(Dataset entries)
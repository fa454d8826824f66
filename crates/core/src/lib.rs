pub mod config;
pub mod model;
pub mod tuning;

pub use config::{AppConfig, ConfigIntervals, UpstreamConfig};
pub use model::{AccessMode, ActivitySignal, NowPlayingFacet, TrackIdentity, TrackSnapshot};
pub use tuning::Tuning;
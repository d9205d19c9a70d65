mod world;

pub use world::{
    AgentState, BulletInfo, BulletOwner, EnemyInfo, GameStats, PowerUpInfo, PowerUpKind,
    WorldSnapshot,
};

:: Task brief ::
Emit only the final stretch of the records: the line containing "filename crates/core/src/lib.rs" through the end, each line exactly as it stands.

:: Task result ::
filename crates/core/src/lib.rs
pub mod config;
pub mod model;
pub mod tuning;

pub use config::{AppConfig, ConfigIntervals, UpstreamConfig};
pub use model::{AccessMode, ActivitySignal, NowPlayingFacet, TrackIdentity, TrackSnapshot};
pub use tuning::Tuning;
repository d9205d19c9a70d65
mod world;

pub use world::{
    AgentState, BulletInfo, BulletOwner, EnemyInfo, GameStats, PowerUpInfo, PowerUpKind,
    WorldSnapshot,
};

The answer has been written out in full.